#### ENTRIES SUPPLIED
---
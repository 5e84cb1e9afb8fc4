//! # sentrank
//!
//! Fast extractive text summarization. Sentences become nodes in a
//! weighted undirected graph whose edges are bag-of-words cosine
//! similarities; PageRank centrality then scores each sentence by how
//! strongly the other sentences "agree" with it, recursively weighted by
//! their own importance. The top-ranked sentences are returned verbatim.
//!
//! The pipeline is strictly sequential and purely functional per call:
//!
//! 1. **Segment** the text into sentences (surface text preserved).
//! 2. **Normalize** a copy of each: lower-case, tokenize at Unicode word
//!    boundaries, drop stopwords and punctuation.
//! 3. **Similarity**: dense symmetric cosine-similarity matrix with zero
//!    diagonal, from per-sentence term-frequency vectors built once.
//! 4. **Rank**: weighted PageRank by power iteration over the matrix.
//! 5. **Select** the top `max(1, floor(n * fraction))` sentences, in
//!    descending-importance order.
//!
//! # Quick start
//!
//! ```
//! let summary = sentrank::summarize(
//!     "The cat sat on the mat. The dog ran in the park. \
//!      The cat and dog played together. Weather was sunny today.",
//!     0.5,
//! )
//! .unwrap();
//!
//! assert_eq!(summary.len(), 2);
//! assert_eq!(summary[0], "The cat and dog played together.");
//! ```
//!
//! For repeated calls, build a [`Summarizer`] once — it holds the
//! stopword list and segmenter as immutable state and is cheap to share
//! across threads:
//!
//! ```
//! use sentrank::{Summarizer, SummaryConfig};
//!
//! let summarizer = Summarizer::with_config(
//!     SummaryConfig::new().with_damping(0.85),
//! )
//! .unwrap();
//! let summary = summarizer.summarize("One sentence. Another sentence.", 1.0);
//! assert_eq!(summary.len(), 2);
//! ```

pub mod error;
pub mod nlp;
pub mod pagerank;
pub mod similarity;
pub mod summarizer;
pub mod types;

pub use error::SummarizeError;
pub use nlp::normalizer::Normalizer;
pub use nlp::segmenter::SentenceSegmenter;
pub use nlp::stopwords::StopwordFilter;
pub use pagerank::{DensePageRank, PageRankResult};
pub use similarity::{similarity, SimilarityMatrix, TermVector};
pub use summarizer::{select_top, Summarizer};
pub use types::{
    ScoredSentence, Sentence, SummarizeRequest, SummarizeResponse, SummaryConfig,
};

/// Summarize `text`, keeping roughly `fraction` of its sentences.
///
/// Convenience wrapper that builds an English [`Summarizer`] with default
/// settings for a single call. Returns the selected sentences verbatim,
/// most central first. Fails only if language resources cannot be
/// acquired; empty input yields `Ok` with an empty vec.
pub fn summarize(text: &str, fraction: f64) -> Result<Vec<String>, SummarizeError> {
    Ok(Summarizer::new()?.summarize(text, fraction))
}
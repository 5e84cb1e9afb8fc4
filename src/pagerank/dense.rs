//! Dense weighted PageRank
//!
//! Power iteration with edge weights as transition probabilities and
//! proper handling of dangling nodes (rows with zero total weight).

use super::PageRankResult;
use crate::similarity::SimilarityMatrix;

/// PageRank over a dense weighted adjacency matrix.
#[derive(Debug, Clone)]
pub struct DensePageRank {
    /// Damping factor (typically 0.85).
    pub damping: f64,
    /// Maximum number of iterations.
    pub max_iterations: usize,
    /// Convergence threshold.
    pub threshold: f64,
}

impl Default for DensePageRank {
    fn default() -> Self {
        Self {
            damping: 0.85,
            max_iterations: 100,
            threshold: 1e-6,
        }
    }
}

impl DensePageRank {
    /// Create a ranker with default settings.
    pub fn new() -> Self {
        Self::default()
    }

    /// Set the damping factor.
    pub fn with_damping(mut self, damping: f64) -> Self {
        self.damping = damping;
        self
    }

    /// Set the maximum iterations.
    pub fn with_max_iterations(mut self, max_iterations: usize) -> Self {
        self.max_iterations = max_iterations;
        self
    }

    /// Set the convergence threshold.
    pub fn with_threshold(mut self, threshold: f64) -> Self {
        self.threshold = threshold;
        self
    }

    /// Run PageRank on the adjacency matrix.
    ///
    /// Returns the result even if convergence wasn't achieved, with
    /// `converged = false`. A single node scores 1.0 without iterating;
    /// an all-zero matrix yields the uniform distribution `1/n`.
    pub fn run(&self, matrix: &SimilarityMatrix) -> PageRankResult {
        let n = matrix.len();
        if n == 0 {
            return PageRankResult::new(vec![], 0, 0.0, true);
        }
        if n == 1 {
            return PageRankResult::new(vec![1.0], 0, 0.0, true);
        }

        // Total outgoing weight per node; zero marks a dangling node.
        let total_weight: Vec<f64> = (0..n).map(|i| matrix.row_sum(i)).collect();

        let initial_score = 1.0 / n as f64;
        let mut scores = vec![initial_score; n];
        let mut new_scores = vec![0.0; n];

        let teleport = (1.0 - self.damping) / n as f64;
        let mut iterations = 0;
        let mut delta = f64::MAX;

        while iterations < self.max_iterations && delta > self.threshold {
            iterations += 1;

            // Dangling nodes spread their mass uniformly.
            let dangling_mass: f64 = scores
                .iter()
                .zip(total_weight.iter())
                .filter(|(_, &w)| w == 0.0)
                .map(|(&s, _)| s)
                .sum();
            let dangling_contribution = self.damping * dangling_mass / n as f64;

            new_scores.fill(teleport + dangling_contribution);

            // Propagate scores along weighted edges.
            for (i, &node_score) in scores.iter().enumerate() {
                if total_weight[i] > 0.0 {
                    let scale = self.damping * node_score / total_weight[i];
                    for (j, &weight) in matrix.row(i).iter().enumerate() {
                        if weight > 0.0 {
                            new_scores[j] += scale * weight;
                        }
                    }
                }
            }

            // L1 convergence delta.
            delta = scores
                .iter()
                .zip(new_scores.iter())
                .map(|(old, new)| (old - new).abs())
                .sum();

            std::mem::swap(&mut scores, &mut new_scores);
        }

        // Scores already sum to ~1; renormalize for numerical stability.
        let sum: f64 = scores.iter().sum();
        if sum > 0.0 {
            for score in &mut scores {
                *score /= sum;
            }
        }

        PageRankResult::new(scores, iterations, delta, delta <= self.threshold)
    }
}
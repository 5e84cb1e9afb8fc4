//! Dense similarity matrix construction
//!
//! The matrix is the weighted adjacency matrix of the sentence graph:
//! row-major `n × n`, symmetric, with an exactly-zero diagonal so
//! self-similarity never pollutes centrality. Rows are computed in
//! parallel for large documents and sequentially below a threshold,
//! with identical results either way.

use rayon::prelude::*;

use super::vector::TermVector;

/// Below this sentence count, parallel row construction costs more than
/// it saves.
const PARALLEL_THRESHOLD: usize = 64;

/// A dense symmetric sentence-similarity matrix with zero diagonal.
#[derive(Debug, Clone)]
pub struct SimilarityMatrix {
    n: usize,
    data: Vec<f64>,
}

impl SimilarityMatrix {
    /// Build the matrix from cleaned sentences.
    ///
    /// Each sentence is vectorized once; see [`from_vectors`](Self::from_vectors).
    pub fn from_sentences<S: AsRef<str> + Sync>(normalized: &[S]) -> Self {
        Self::from_vectors(
            normalized
                .iter()
                .map(|s| TermVector::from_text(s.as_ref()))
                .collect(),
        )
    }

    /// Build the matrix from prevectorized sentences.
    ///
    /// The upper triangle is computed and mirrored, so `get(i, j)` and
    /// `get(j, i)` are bit-identical.
    pub fn from_vectors(vectors: Vec<TermVector>) -> Self {
        let n = vectors.len();
        let mut data = vec![0.0; n * n];

        if n >= PARALLEL_THRESHOLD {
            // Rows are disjoint slices, so parallel fill is deterministic.
            data.par_chunks_mut(n).enumerate().for_each(|(i, row)| {
                for j in (i + 1)..n {
                    row[j] = vectors[i].cosine(&vectors[j]);
                }
            });
        } else {
            for i in 0..n {
                for j in (i + 1)..n {
                    data[i * n + j] = vectors[i].cosine(&vectors[j]);
                }
            }
        }

        // Mirror the upper triangle.
        for i in 0..n {
            for j in (i + 1)..n {
                data[j * n + i] = data[i * n + j];
            }
        }

        Self { n, data }
    }

    /// Matrix dimension (sentence count).
    pub fn len(&self) -> usize {
        self.n
    }

    /// Check whether the matrix is empty.
    pub fn is_empty(&self) -> bool {
        self.n == 0
    }

    /// The similarity between sentences `i` and `j`.
    pub fn get(&self, i: usize, j: usize) -> f64 {
        self.data[i * self.n + j]
    }

    /// Row `i` as a slice.
    pub fn row(&self, i: usize) -> &[f64] {
        &self.data[i * self.n..(i + 1) * self.n]
    }

    /// Sum of row `i` — the node's total edge weight.
    pub fn row_sum(&self, i: usize) -> f64 {
        self.row(i).iter().sum()
    }
}
//! Word tokenization
//!
//! Unicode word-boundary segmentation (UAX #29). Unlike a naive
//! whitespace split, this separates punctuation from words, so
//! `"stop."` yields `["stop", "."]` and the punctuation token can be
//! filtered downstream.

use unicode_segmentation::UnicodeSegmentation;

/// Split text into word tokens at Unicode word boundaries.
///
/// Whitespace segments are dropped; punctuation survives as standalone
/// tokens. No case folding is applied here.
pub fn word_tokens(text: &str) -> impl Iterator<Item = &str> {
    text.split_word_bounds()
        .filter(|segment| !segment.chars().all(char::is_whitespace))
}

/// Check whether a token consists solely of punctuation characters
/// (no alphanumeric content).
pub fn is_punctuation(token: &str) -> bool {
    !token.is_empty() && token.chars().all(|c| !c.is_alphanumeric())
}
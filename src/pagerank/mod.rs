//! Graph-centrality ranking
//!
//! PageRank by power iteration over the dense weighted adjacency matrix.
//! The sentence graph is complete and dense, so iterating the matrix
//! directly is cheaper than building a general sparse-graph abstraction.

pub mod dense;

pub use dense::DensePageRank;

/// Result of a PageRank computation.
#[derive(Debug, Clone)]
pub struct PageRankResult {
    /// Scores for each node, non-negative, summing to 1.
    pub scores: Vec<f64>,
    /// Number of iterations performed.
    pub iterations: usize,
    /// Final convergence delta (L1 norm of the last update).
    pub delta: f64,
    /// Whether the iteration converged within the threshold.
    pub converged: bool,
}

impl PageRankResult {
    /// Create a new PageRank result.
    pub fn new(scores: Vec<f64>, iterations: usize, delta: f64, converged: bool) -> Self {
        Self {
            scores,
            iterations,
            delta,
            converged,
        }
    }

    /// Get top N nodes by score, descending.
    pub fn top_n(&self, n: usize) -> Vec<(usize, f64)> {
        let mut indexed: Vec<_> = self.scores.iter().copied().enumerate().collect();
        indexed.sort_by(|a, b| b.1.partial_cmp(&a.1).unwrap_or(std::cmp::Ordering::Equal));
        indexed.truncate(n);
        indexed
    }

    /// Get the score for a specific node.
    pub fn score(&self, node: usize) -> f64 {
        self.scores.get(node).copied().unwrap_or(0.0)
    }
}
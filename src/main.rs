use clap::Parser;
use log::{debug, error};
use mortgage::schedule::{DEFAULT_INSURANCE, DEFAULT_MARGINAL_TAX_RATE, DEFAULT_PROPERTY_TAX};
use mortgage::tax::{PRINCIPAL_CAP, STANDARD_DEDUCTION};
use mortgage::{DisplayWindow, MortgageInputs, Schedule, TaxPolicy};
use simple_logger::SimpleLogger;
use std::process::ExitCode;

/// Monthly amortization table for a fixed-rate mortgage.
#[derive(Parser, Debug)]
#[command(version, about)]
struct Args {
    #[arg(short = 'v', long = "home_value")]
    home_value: u64,

    /// Annual mortgage rate. Example: 0.035 for 3.5 percent
    #[arg(short = 'r', long = "mortgage_rate")]
    mortgage_rate: f64,

    /// Downpayment percentage. Example: 0.3 for 30 percent
    #[arg(long = "downpayment")]
    downpayment: f64,

    /// Term of mortgage in years.
    #[arg(long = "mortgage_term")]
    mortgage_term: u32,

    /// Annual property tax rate.
    #[arg(long = "property_tax", default_value_t = DEFAULT_PROPERTY_TAX)]
    property_tax: f64,

    /// Highest tax rate for federal taxes (as opposed to effective tax rate).
    #[arg(long = "marginal_tax_rate", default_value_t = DEFAULT_MARGINAL_TAX_RATE)]
    marginal_tax_rate: f64,

    /// Homeowner insurance, monthly.
    #[arg(long = "insurance", default_value_t = DEFAULT_INSURANCE)]
    insurance: f64,

    /// In years.
    #[arg(long = "display_period_start", default_value_t = 0)]
    display_period_start: u32,

    /// In years.
    #[arg(long = "display_period_end", default_value_t = 7)]
    display_period_end: u32,

    /// In years.
    #[arg(long = "display_frequency", default_value_t = 1)]
    display_frequency: u32,

    #[arg(long = "standard_deduction", default_value_t = STANDARD_DEDUCTION)]
    standard_deduction: f64,

    /// Largest principal whose interest is deductible.
    #[arg(long = "principal_cap", default_value_t = PRINCIPAL_CAP)]
    principal_cap: f64,

    /// Log debug output (RUST_LOG also works).
    #[arg(long)]
    verbose: bool,
}

impl Args {
    fn inputs(&self) -> MortgageInputs {
        MortgageInputs {
            property_tax: self.property_tax,
            marginal_tax_rate: self.marginal_tax_rate,
            insurance: self.insurance,
            policy: TaxPolicy {
                standard_deduction: self.standard_deduction,
                principal_cap: self.principal_cap,
            },
            ..MortgageInputs::new(
                self.home_value as f64,
                self.mortgage_rate,
                self.downpayment,
                self.mortgage_term,
            )
        }
    }
}

fn run(args: &Args) -> mortgage::Result<String> {
    let window = DisplayWindow::new(
        args.display_period_start,
        args.display_period_end,
        args.display_frequency,
    )?;
    let schedule = Schedule::build(&args.inputs())?;
    for row in schedule.window(&window) {
        debug!("{}", row);
    }
    Ok(schedule.render(&window))
}

fn main() -> ExitCode {
    let args = Args::parse();
    let level = if args.verbose {
        log::LevelFilter::Debug
    } else {
        log::LevelFilter::Warn
    };
    SimpleLogger::new().with_level(level).env().init().unwrap();

    match run(&args) {
        Ok(table) => {
            println!("{}", table);
            ExitCode::SUCCESS
        }
        Err(e) => {
            error!("{}", e);
            ExitCode::FAILURE
        }
    }
}
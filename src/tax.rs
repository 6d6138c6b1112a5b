//! Mortgage-interest tax deduction.
//!
//! Interest is only deductible on the first `principal_cap` of the loan and
//! only the part of itemized deductions above the standard deduction saves
//! any tax.

use crate::amortization::LoanTerms;
use crate::error::Result;
use log::{debug, warn};

pub const STANDARD_DEDUCTION: f64 = 24400.;
pub const PRINCIPAL_CAP: f64 = 750000.;

#[derive(Clone, Copy, PartialEq, Debug)]
#[cfg_attr(feature = "serde", derive(serde::Serialize))]
pub struct TaxPolicy {
    pub standard_deduction: f64,
    pub principal_cap: f64,
}

impl Default for TaxPolicy {
    fn default() -> Self {
        Self {
            standard_deduction: STANDARD_DEDUCTION,
            principal_cap: PRINCIPAL_CAP,
        }
    }
}

#[derive(Clone, Copy, PartialEq, Debug)]
#[cfg_attr(feature = "serde", derive(serde::Serialize))]
pub struct TaxContext {
    pub marginal_rate: f64,
    pub property_tax_yearly: f64,
    pub policy: TaxPolicy,
}

impl TaxContext {
    pub fn new(marginal_rate: f64, property_tax_yearly: f64, policy: TaxPolicy) -> Self {
        Self {
            marginal_rate,
            property_tax_yearly,
            policy,
        }
    }

    /// Yearly interest as if no more than the cap had been borrowed.
    ///
    /// A loan above the cap is recomputed with the capped amount rather than
    /// having its interest scaled down, so a loan that amortizes below the
    /// cap mid-term is still treated as capped for its whole life.
    pub fn capped_interest(&self, terms: &LoanTerms) -> Result<Vec<f64>> {
        let cap = self.policy.principal_cap;
        if terms.principal > cap {
            warn!(
                "principal {:.0} exceeds the deductible cap, interest deduction computed on {:.0}",
                terms.principal, cap
            );
        }
        terms.with_principal(terms.principal.min(cap))?.yearly_interest()
    }

    pub fn yearly_deduction(&self, terms: &LoanTerms) -> Result<Vec<f64>> {
        let deductions: Vec<f64> = self
            .capped_interest(terms)?
            .into_iter()
            .map(|interest| {
                let itemized = interest + self.property_tax_yearly;
                self.marginal_rate * (itemized - self.policy.standard_deduction).max(0.)
            })
            .collect();
        debug!(
            "{} of {} years above the standard deduction",
            deductions.iter().filter(|d| **d > 0.).count(),
            deductions.len()
        );
        Ok(deductions)
    }
}

pub fn mortgage_interest_deduction(
    principal: f64,
    monthly_rate: f64,
    term_months: u32,
    principal_cap: f64,
) -> Result<Vec<f64>> {
    let terms = LoanTerms::new(principal, monthly_rate, term_months)?;
    let policy = TaxPolicy {
        principal_cap,
        ..TaxPolicy::default()
    };
    TaxContext::new(0., 0., policy).capped_interest(&terms)
}

#[allow(clippy::too_many_arguments)]
pub fn yearly_deduction(
    marginal_rate: f64,
    principal: f64,
    monthly_rate: f64,
    term_months: u32,
    property_tax_yearly: f64,
    standard_deduction: f64,
    principal_cap: f64,
) -> Result<Vec<f64>> {
    let terms = LoanTerms::new(principal, monthly_rate, term_months)?;
    let policy = TaxPolicy {
        standard_deduction,
        principal_cap,
    };
    TaxContext::new(marginal_rate, property_tax_yearly, policy).yearly_deduction(&terms)
}

/// Spreads each yearly amount evenly over its twelve months.
pub fn yearly_to_monthly(yearly: &[f64]) -> Vec<f64> {
    yearly
        .iter()
        .flat_map(|year| std::iter::repeat(year / 12.).take(12))
        .collect()
}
---
Taking the records from the top, repeat each line exactly until you have repeated the line that contains "it holds the".

repository 5e84cb1e9afb8fc4
//! # sentrank
//!
//! Fast extractive text summarization. Sentences become nodes in a
//! weighted undirected graph whose edges are bag-of-words cosine
//! similarities; PageRank centrality then scores each sentence by how
//! strongly the other sentences "agree" with it, recursively weighted by
//! their own importance. The top-ranked sentences are returned verbatim.
//!
//! The pipeline is strictly sequential and purely functional per call:
//!
//! 1. **Segment** the text into sentences (surface text preserved).
//! 2. **Normalize** a copy of each: lower-case, tokenize at Unicode word
//!    boundaries, drop stopwords and punctuation.
//! 3. **Similarity**: dense symmetric cosine-similarity matrix with zero
//!    diagonal, from per-sentence term-frequency vectors built once.
//! 4. **Rank**: weighted PageRank by power iteration over the matrix.
//! 5. **Select** the top `max(1, floor(n * fraction))` sentences, in
//!    descending-importance order.
//!
//! # Quick start
//!
//! ```
//! let summary = sentrank::summarize(
//!     "The cat sat on the mat. The dog ran in the park. \
//!      The cat and dog played together. Weather was sunny today.",
//!     0.5,
//! )
//! .unwrap();
//!
//! assert_eq!(summary.len(), 2);
//! assert_eq!(summary[0], "The cat and dog played together.");
//! ```
//!
//! For repeated calls, build a [`Summarizer`] once — it holds the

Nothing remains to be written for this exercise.